[Stored data entries]
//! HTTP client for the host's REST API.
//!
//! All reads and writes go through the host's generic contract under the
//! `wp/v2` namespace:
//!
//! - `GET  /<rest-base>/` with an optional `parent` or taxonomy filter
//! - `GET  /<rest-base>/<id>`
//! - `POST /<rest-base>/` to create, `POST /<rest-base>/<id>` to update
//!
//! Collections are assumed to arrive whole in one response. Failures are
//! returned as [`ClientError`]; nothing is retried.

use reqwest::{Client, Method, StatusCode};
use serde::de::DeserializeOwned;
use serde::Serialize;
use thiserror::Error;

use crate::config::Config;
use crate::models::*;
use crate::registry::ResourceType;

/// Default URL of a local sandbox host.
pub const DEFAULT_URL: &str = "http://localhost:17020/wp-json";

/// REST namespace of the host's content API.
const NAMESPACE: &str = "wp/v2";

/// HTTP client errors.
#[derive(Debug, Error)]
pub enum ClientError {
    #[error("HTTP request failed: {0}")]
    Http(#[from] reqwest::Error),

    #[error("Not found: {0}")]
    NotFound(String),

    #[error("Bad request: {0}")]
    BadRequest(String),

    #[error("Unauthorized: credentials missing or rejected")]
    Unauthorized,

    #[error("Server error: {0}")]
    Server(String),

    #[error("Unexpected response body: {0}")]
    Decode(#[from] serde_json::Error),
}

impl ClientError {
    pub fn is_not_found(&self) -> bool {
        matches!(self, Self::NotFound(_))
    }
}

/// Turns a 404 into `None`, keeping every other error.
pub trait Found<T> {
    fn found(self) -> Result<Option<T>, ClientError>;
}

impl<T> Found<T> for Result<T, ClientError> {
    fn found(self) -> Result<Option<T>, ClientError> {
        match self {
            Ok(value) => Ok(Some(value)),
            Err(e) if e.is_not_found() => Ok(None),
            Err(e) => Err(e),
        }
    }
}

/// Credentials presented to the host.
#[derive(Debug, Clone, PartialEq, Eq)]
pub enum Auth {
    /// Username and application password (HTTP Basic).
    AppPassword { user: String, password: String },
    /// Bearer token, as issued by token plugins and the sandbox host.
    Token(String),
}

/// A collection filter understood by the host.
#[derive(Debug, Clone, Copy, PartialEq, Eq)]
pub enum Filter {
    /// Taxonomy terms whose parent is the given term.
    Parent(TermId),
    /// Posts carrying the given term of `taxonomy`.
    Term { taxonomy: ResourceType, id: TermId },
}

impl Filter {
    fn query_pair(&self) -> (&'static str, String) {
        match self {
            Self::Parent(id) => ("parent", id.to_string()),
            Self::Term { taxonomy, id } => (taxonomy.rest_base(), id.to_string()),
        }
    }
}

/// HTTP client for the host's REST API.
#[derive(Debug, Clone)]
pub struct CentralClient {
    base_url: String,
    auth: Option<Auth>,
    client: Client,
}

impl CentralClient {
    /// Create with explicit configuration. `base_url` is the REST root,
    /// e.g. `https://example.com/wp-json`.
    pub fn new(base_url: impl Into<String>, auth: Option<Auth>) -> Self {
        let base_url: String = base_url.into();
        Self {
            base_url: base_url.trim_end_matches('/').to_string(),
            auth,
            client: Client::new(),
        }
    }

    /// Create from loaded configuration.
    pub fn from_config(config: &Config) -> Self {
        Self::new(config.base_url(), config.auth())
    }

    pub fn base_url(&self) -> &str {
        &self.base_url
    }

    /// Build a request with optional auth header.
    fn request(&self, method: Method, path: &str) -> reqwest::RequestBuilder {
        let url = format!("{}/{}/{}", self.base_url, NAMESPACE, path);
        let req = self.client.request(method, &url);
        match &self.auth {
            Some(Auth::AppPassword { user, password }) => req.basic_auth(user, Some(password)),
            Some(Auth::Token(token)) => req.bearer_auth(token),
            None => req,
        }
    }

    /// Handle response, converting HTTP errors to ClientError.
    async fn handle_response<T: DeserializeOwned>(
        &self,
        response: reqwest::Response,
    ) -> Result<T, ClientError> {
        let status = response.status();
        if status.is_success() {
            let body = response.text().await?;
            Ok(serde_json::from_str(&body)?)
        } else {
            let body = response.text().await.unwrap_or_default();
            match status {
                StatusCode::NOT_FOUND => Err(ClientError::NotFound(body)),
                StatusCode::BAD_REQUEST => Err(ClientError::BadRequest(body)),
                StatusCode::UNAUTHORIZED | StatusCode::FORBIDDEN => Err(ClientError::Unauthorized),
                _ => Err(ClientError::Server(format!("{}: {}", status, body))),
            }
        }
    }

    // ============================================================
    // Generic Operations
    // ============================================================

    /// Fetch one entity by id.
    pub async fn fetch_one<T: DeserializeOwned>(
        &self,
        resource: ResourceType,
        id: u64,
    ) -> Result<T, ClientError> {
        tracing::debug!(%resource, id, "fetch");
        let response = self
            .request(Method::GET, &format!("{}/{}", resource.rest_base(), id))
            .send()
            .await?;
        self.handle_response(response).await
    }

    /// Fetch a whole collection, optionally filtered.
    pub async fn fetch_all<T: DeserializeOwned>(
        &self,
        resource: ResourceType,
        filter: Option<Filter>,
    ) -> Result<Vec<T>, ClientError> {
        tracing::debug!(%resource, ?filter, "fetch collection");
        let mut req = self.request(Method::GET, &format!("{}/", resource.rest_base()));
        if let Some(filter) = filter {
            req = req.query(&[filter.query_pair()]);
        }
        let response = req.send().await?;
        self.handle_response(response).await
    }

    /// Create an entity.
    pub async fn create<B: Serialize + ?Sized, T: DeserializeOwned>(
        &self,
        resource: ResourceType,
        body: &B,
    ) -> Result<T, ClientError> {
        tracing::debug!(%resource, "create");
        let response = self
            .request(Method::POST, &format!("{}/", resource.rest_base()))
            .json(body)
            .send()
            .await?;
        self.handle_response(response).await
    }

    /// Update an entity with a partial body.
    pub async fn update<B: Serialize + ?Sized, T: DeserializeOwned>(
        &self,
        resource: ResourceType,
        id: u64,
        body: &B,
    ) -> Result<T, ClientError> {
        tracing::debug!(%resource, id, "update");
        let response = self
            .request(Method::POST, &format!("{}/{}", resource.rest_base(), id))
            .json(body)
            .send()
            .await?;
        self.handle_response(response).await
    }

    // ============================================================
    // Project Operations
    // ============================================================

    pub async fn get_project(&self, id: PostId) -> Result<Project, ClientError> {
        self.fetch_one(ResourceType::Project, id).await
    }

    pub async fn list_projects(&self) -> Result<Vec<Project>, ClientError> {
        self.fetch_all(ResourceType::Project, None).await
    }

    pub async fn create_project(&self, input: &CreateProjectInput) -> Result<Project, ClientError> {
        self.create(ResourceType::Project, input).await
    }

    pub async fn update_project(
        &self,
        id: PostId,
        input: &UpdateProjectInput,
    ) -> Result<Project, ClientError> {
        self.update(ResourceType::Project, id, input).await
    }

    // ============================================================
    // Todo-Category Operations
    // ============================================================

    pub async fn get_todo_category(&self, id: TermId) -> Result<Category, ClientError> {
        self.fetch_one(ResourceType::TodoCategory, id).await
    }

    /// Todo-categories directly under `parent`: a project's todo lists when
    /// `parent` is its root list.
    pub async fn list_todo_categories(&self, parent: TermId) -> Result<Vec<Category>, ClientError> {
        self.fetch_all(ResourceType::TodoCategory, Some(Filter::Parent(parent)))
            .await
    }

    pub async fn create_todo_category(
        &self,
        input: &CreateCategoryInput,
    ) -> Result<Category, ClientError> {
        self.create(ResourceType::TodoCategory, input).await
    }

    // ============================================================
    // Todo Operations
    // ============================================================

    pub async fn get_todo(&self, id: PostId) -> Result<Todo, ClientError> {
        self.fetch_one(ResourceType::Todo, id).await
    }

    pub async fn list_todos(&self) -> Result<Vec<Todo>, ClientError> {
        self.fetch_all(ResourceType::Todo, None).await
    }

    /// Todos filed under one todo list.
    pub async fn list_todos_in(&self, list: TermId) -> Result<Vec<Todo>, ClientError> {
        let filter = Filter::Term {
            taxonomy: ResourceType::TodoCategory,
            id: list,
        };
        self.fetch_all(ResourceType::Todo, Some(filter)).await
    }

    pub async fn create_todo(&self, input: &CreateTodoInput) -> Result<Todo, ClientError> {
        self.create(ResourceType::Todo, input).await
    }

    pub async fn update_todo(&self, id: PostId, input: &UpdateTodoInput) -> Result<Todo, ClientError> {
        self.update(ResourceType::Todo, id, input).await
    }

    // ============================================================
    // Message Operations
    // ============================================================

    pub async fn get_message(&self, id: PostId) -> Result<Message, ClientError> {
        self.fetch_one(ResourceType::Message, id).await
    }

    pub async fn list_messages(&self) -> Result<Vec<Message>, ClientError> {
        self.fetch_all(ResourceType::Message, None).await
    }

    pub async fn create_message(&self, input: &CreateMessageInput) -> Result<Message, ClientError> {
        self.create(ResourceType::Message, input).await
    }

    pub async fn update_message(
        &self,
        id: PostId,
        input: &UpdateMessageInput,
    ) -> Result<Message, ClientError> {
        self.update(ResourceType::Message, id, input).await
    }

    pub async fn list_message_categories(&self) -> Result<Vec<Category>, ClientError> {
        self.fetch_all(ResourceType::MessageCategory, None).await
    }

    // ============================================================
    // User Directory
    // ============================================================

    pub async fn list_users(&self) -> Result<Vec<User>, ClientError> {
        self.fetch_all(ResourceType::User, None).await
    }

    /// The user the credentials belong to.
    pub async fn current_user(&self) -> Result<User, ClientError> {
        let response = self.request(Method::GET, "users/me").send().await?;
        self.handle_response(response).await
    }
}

▸ **Work instructions**:
Could you work out how many lines in the records include "DeserializeOwned"? Answer with the number only.

▸ **Response**:
6